■ **Directions**
Your answer should consist of each line below that contains the string "seconds".
::: Data records :::
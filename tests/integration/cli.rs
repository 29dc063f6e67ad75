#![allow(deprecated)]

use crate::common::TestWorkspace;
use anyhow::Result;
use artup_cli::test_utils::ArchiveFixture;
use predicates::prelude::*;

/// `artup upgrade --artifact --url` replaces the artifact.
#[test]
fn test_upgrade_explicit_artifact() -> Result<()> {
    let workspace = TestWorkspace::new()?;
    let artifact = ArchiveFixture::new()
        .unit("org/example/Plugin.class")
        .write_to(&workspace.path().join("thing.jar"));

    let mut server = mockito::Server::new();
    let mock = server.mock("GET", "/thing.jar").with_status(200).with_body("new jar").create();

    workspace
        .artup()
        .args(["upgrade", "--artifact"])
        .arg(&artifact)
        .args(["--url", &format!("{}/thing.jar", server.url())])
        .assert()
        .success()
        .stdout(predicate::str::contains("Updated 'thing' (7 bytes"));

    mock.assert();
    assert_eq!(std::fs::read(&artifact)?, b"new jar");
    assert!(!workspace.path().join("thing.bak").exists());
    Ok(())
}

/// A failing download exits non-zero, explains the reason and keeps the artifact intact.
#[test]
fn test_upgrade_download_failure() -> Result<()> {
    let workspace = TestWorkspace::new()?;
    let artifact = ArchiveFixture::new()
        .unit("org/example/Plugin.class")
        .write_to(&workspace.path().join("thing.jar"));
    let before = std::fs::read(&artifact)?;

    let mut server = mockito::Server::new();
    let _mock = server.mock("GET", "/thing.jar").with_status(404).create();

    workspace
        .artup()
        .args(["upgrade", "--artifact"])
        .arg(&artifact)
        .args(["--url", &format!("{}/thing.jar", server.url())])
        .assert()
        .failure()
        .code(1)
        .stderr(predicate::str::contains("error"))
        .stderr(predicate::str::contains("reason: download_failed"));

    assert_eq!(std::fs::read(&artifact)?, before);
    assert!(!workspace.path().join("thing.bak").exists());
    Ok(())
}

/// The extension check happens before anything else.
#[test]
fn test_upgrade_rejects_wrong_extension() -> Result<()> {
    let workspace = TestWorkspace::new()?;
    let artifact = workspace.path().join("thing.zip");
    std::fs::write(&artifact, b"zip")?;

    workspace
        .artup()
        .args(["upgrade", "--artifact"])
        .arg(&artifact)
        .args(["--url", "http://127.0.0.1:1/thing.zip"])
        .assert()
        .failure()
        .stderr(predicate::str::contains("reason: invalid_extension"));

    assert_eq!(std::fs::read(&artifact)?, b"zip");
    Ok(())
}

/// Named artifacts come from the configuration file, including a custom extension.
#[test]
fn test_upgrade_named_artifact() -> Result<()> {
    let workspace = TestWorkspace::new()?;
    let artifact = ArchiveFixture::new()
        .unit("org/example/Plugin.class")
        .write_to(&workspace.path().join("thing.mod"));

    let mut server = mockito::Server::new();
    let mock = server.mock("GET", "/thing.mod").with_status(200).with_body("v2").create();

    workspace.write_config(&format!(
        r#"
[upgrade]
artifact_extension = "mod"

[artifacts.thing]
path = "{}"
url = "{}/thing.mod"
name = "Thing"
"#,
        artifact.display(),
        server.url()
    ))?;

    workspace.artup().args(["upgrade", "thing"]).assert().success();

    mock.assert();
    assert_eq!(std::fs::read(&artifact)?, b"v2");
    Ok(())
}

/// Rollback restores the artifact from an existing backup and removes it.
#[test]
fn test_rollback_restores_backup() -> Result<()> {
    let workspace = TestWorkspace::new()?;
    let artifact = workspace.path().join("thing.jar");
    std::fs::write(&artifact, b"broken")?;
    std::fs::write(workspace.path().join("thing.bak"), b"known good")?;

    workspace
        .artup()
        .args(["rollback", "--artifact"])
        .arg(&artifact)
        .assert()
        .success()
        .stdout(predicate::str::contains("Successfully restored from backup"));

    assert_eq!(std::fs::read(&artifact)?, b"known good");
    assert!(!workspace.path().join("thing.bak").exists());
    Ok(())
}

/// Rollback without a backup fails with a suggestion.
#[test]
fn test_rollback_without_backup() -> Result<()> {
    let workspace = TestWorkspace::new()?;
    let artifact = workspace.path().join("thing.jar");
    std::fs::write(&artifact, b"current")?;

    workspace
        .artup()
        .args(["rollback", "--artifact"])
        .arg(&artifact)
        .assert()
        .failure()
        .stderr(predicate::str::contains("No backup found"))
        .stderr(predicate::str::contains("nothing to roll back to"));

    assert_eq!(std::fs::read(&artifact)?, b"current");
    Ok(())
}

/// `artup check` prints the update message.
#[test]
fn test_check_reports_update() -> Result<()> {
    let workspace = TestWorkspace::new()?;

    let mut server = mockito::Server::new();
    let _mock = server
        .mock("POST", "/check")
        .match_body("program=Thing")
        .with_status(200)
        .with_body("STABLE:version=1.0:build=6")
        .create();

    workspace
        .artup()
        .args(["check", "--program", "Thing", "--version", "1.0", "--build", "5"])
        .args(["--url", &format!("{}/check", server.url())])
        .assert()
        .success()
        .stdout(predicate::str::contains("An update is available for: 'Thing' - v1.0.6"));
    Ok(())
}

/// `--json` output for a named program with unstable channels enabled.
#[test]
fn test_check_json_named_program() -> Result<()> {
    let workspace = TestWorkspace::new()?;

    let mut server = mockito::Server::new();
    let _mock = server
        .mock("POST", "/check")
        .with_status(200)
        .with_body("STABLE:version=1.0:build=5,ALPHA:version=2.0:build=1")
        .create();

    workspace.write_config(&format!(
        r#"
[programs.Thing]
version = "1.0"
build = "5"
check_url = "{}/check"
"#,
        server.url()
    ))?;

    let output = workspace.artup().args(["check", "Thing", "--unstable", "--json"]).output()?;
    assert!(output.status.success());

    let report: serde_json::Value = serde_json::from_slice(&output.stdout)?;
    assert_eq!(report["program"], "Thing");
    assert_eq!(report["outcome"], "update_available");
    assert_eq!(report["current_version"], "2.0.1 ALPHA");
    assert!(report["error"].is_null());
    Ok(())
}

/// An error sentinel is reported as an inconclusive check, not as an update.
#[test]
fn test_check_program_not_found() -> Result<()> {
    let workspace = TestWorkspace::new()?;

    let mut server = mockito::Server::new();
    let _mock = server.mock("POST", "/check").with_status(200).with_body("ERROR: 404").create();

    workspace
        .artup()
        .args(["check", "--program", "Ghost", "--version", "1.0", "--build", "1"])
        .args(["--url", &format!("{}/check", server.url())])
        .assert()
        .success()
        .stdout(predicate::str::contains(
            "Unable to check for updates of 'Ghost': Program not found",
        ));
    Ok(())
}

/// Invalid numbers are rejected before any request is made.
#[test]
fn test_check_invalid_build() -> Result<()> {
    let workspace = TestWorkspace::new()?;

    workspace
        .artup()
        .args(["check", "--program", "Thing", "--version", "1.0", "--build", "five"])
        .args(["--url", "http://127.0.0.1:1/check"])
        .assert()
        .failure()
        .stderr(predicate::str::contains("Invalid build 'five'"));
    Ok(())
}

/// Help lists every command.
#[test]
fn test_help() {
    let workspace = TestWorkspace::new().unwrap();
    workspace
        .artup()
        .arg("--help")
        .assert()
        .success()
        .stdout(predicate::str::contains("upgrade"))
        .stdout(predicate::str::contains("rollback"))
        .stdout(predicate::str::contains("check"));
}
:::
::: Data records :::
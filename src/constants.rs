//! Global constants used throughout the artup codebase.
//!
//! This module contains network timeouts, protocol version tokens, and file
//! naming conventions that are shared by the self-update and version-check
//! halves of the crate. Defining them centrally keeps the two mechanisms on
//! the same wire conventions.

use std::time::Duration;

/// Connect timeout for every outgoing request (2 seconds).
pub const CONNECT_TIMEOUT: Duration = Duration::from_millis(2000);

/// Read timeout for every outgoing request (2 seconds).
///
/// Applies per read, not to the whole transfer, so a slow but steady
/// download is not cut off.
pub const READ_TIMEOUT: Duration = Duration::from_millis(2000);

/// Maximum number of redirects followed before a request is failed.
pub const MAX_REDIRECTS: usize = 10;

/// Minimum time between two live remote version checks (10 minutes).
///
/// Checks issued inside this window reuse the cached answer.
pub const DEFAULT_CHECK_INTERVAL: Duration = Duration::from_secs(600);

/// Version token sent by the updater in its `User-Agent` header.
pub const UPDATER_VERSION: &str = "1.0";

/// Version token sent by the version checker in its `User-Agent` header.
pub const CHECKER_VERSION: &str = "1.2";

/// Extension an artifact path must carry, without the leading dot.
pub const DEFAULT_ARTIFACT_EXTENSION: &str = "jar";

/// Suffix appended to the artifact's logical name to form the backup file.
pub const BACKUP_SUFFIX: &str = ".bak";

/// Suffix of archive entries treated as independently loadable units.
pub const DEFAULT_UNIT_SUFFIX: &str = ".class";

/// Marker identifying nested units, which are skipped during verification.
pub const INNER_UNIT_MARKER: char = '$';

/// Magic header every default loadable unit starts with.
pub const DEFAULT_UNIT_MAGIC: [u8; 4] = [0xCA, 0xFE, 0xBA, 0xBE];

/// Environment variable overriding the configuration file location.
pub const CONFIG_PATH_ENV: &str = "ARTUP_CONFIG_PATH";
:::
■ **Your response**
/// Connect timeout for every outgoing request (2 seconds).
/// Read timeout for every outgoing request (2 seconds).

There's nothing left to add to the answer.